昨晩遅くに、用件を伝えた書簡を握りしめて波多野の末弟だという男が訪ねてきた。
知的な面立ちのその男は柳本弾正忠と名乗り、勝千代が何者か気づかないわけがないのに、兄を救ってくれたことへの礼を丁寧に述べた。
柳本殿の言い分によると、管領殿が波多野殿を切り付けたという事実はないらしい。とはいえ最近の管領殿が周囲の全方向に怒りをぶつけているのは事実で、そういう事情からうわさが広がったのではないかとのことだ。
……京兆家の家臣として、口にはできない事もあるのだろう。
正直者の香西殿が申し訳なさそうな顔を、四郎殿が唇を噛んで悔しそうな顔をしているのがすべてを物語っている。
勝千代も深くは聞かず、「どこの御家もいろいろありますから」と流しておいた。
遠ざかっていく兄弟と小柄な少年の後ろ姿を見送りながら、果たして彼らはうまくやってくれるだろうかと心配になってきた。
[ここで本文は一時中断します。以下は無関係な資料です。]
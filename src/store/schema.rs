//! SQLite schema definition

/// SQL schema for the sitemap database
pub const SCHEMA_SQL: &str = r#"
-- Sitemaps: one per (object type, subtype)
CREATE TABLE IF NOT EXISTS sitemaps (
    id INTEGER PRIMARY KEY AUTOINCREMENT,
    object_type TEXT NOT NULL,
    object_subtype TEXT,
    status TEXT NOT NULL DEFAULT 'unindexed',
    item_count INTEGER NOT NULL DEFAULT 0,
    last_object_id INTEGER,
    last_item_index INTEGER,
    last_indexed_value TEXT,
    last_indexed_id INTEGER,
    last_modified TEXT
);

CREATE UNIQUE INDEX IF NOT EXISTS idx_sitemaps_object_type
    ON sitemaps(object_type, COALESCE(object_subtype, ''));

-- Entries: one row per object per sitemap, identical shape for every object type
CREATE TABLE IF NOT EXISTS sitemap_documents (
    id INTEGER PRIMARY KEY AUTOINCREMENT,
    sitemap_id INTEGER NOT NULL REFERENCES sitemaps(id) ON DELETE CASCADE,
    object_id INTEGER NOT NULL,
    url TEXT NOT NULL,
    sort_value TEXT NOT NULL,
    last_modified TEXT,
    last_modified_object_id INTEGER,
    item_index INTEGER,
    next_item_index INTEGER,
    UNIQUE(sitemap_id, object_id)
);

CREATE INDEX IF NOT EXISTS idx_sitemap_documents_index ON sitemap_documents(sitemap_id, item_index);
CREATE INDEX IF NOT EXISTS idx_sitemap_documents_order ON sitemap_documents(sitemap_id, sort_value, object_id);
CREATE INDEX IF NOT EXISTS idx_sitemap_documents_object ON sitemap_documents(object_id);

CREATE TABLE IF NOT EXISTS sitemap_accounts (
    id INTEGER PRIMARY KEY AUTOINCREMENT,
    sitemap_id INTEGER NOT NULL REFERENCES sitemaps(id) ON DELETE CASCADE,
    object_id INTEGER NOT NULL,
    url TEXT NOT NULL,
    sort_value TEXT NOT NULL,
    last_modified TEXT,
    last_modified_object_id INTEGER,
    item_index INTEGER,
    next_item_index INTEGER,
    UNIQUE(sitemap_id, object_id)
);

CREATE INDEX IF NOT EXISTS idx_sitemap_accounts_index ON sitemap_accounts(sitemap_id, item_index);
CREATE INDEX IF NOT EXISTS idx_sitemap_accounts_order ON sitemap_accounts(sitemap_id, sort_value, object_id);
CREATE INDEX IF NOT EXISTS idx_sitemap_accounts_object ON sitemap_accounts(object_id);

CREATE TABLE IF NOT EXISTS sitemap_terms (
    id INTEGER PRIMARY KEY AUTOINCREMENT,
    sitemap_id INTEGER NOT NULL REFERENCES sitemaps(id) ON DELETE CASCADE,
    object_id INTEGER NOT NULL,
    url TEXT NOT NULL,
    sort_value TEXT NOT NULL,
    last_modified TEXT,
    last_modified_object_id INTEGER,
    item_index INTEGER,
    next_item_index INTEGER,
    UNIQUE(sitemap_id, object_id)
);

CREATE INDEX IF NOT EXISTS idx_sitemap_terms_index ON sitemap_terms(sitemap_id, item_index);
CREATE INDEX IF NOT EXISTS idx_sitemap_terms_order ON sitemap_terms(sitemap_id, sort_value, object_id);
CREATE INDEX IF NOT EXISTS idx_sitemap_terms_object ON sitemap_terms(object_id);

-- Jobs: pending incremental work; duplicates collapse while unclaimed
CREATE TABLE IF NOT EXISTS sitemap_jobs (
    id INTEGER PRIMARY KEY AUTOINCREMENT,
    sitemap_id INTEGER NOT NULL REFERENCES sitemaps(id) ON DELETE CASCADE,
    sitemap_item_id INTEGER,
    object_id INTEGER,
    action TEXT NOT NULL,
    scheduled_at TEXT NOT NULL,
    claim_id TEXT,
    claimed_at TEXT
);

CREATE UNIQUE INDEX IF NOT EXISTS idx_sitemap_jobs_pending
    ON sitemap_jobs(sitemap_id, COALESCE(object_id, -1), action)
    WHERE claim_id IS NULL;
CREATE INDEX IF NOT EXISTS idx_sitemap_jobs_schedule ON sitemap_jobs(sitemap_id, scheduled_at);
CREATE INDEX IF NOT EXISTS idx_sitemap_jobs_claim ON sitemap_jobs(claim_id);

-- Locks: named leases, acquired_at in unix milliseconds
CREATE TABLE IF NOT EXISTS locks (
    name TEXT PRIMARY KEY,
    owner TEXT NOT NULL,
    acquired_at INTEGER NOT NULL
);

-- Host mirror: objects the sitemaps are built from
CREATE TABLE IF NOT EXISTS host_documents (
    id INTEGER PRIMARY KEY,
    kind TEXT NOT NULL,
    status TEXT NOT NULL,
    author_id INTEGER,
    modified TEXT NOT NULL,
    permalink TEXT NOT NULL
);

CREATE INDEX IF NOT EXISTS idx_host_documents_modified ON host_documents(kind, modified, id);

CREATE TABLE IF NOT EXISTS host_accounts (
    id INTEGER PRIMARY KEY,
    login TEXT NOT NULL,
    registered TEXT NOT NULL,
    modified TEXT,
    published_posts INTEGER NOT NULL DEFAULT 0,
    permalink TEXT NOT NULL
);

CREATE TABLE IF NOT EXISTS host_terms (
    term_taxonomy_id INTEGER PRIMARY KEY,
    term_id INTEGER NOT NULL,
    taxonomy TEXT NOT NULL,
    count INTEGER NOT NULL DEFAULT 0,
    permalink TEXT NOT NULL,
    last_modified TEXT,
    last_modified_object_id INTEGER
);

CREATE INDEX IF NOT EXISTS idx_host_terms_term ON host_terms(taxonomy, term_id, term_taxonomy_id);
"#;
まかり間違えば、それこそ一族もろとも磔にされるほどの大罪だ。
迷いはないかと尋ねたときに、うっすらと笑った柳本殿のあの表情。
……やはり波多野殿を切り付けたのは、管領殿ご本人なのかもしれない。
長兄を人質に取られたと思うか否か。
波多野兄弟の内心はどうだったでしょう。